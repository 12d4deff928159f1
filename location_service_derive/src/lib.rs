//! Define procedural macro to build feature option structs from the config file
extern crate proc_macro;

use proc_macro::TokenStream;
use syn::{parse_macro_input, DeriveInput};

mod feature_config;

/// Implement `FromFeatureConfig` by assigning every named field from the matching parameter
/// of a feature section. Fields annotated with `#[feature_config(skip)]` keep their default.
#[proc_macro_derive(FromFeatureConfig, attributes(feature_config))]
pub fn derive_from_feature_config(input: TokenStream) -> TokenStream {
    let input = parse_macro_input!(input as DeriveInput);
    feature_config::expand_derive_from_feature_config(&input)
        .unwrap_or_else(to_compile_errors)
        .into()
}

fn to_compile_errors(errors: Vec<syn::Error>) -> proc_macro2::TokenStream {
    let compile_errors = errors.iter().map(syn::Error::to_compile_error);
    quote::quote!(#(#compile_errors)*)
}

--- Your objective ---
Retype all of the listing exactly, leaving out no line.

--- Written response ---
repository 12d4deff928159f1
filename location_service_derive/src/lib.rs
//! Define procedural macro to build feature option structs from the config file
extern crate proc_macro;

use proc_macro::TokenStream;
use syn::{parse_macro_input, DeriveInput};

mod feature_config;

/// Implement `FromFeatureConfig` by assigning every named field from the matching parameter
/// of a feature section. Fields annotated with `#[feature_config(skip)]` keep their default.
#[proc_macro_derive(FromFeatureConfig, attributes(feature_config))]
pub fn derive_from_feature_config(input: TokenStream) -> TokenStream {
    let input = parse_macro_input!(input as DeriveInput);
    feature_config::expand_derive_from_feature_config(&input)
        .unwrap_or_else(to_compile_errors)
        .into()
}

fn to_compile_errors(errors: Vec<syn::Error>) -> proc_macro2::TokenStream {
    let compile_errors = errors.iter().map(syn::Error::to_compile_error);
    quote::quote!(#(#compile_errors)*)
}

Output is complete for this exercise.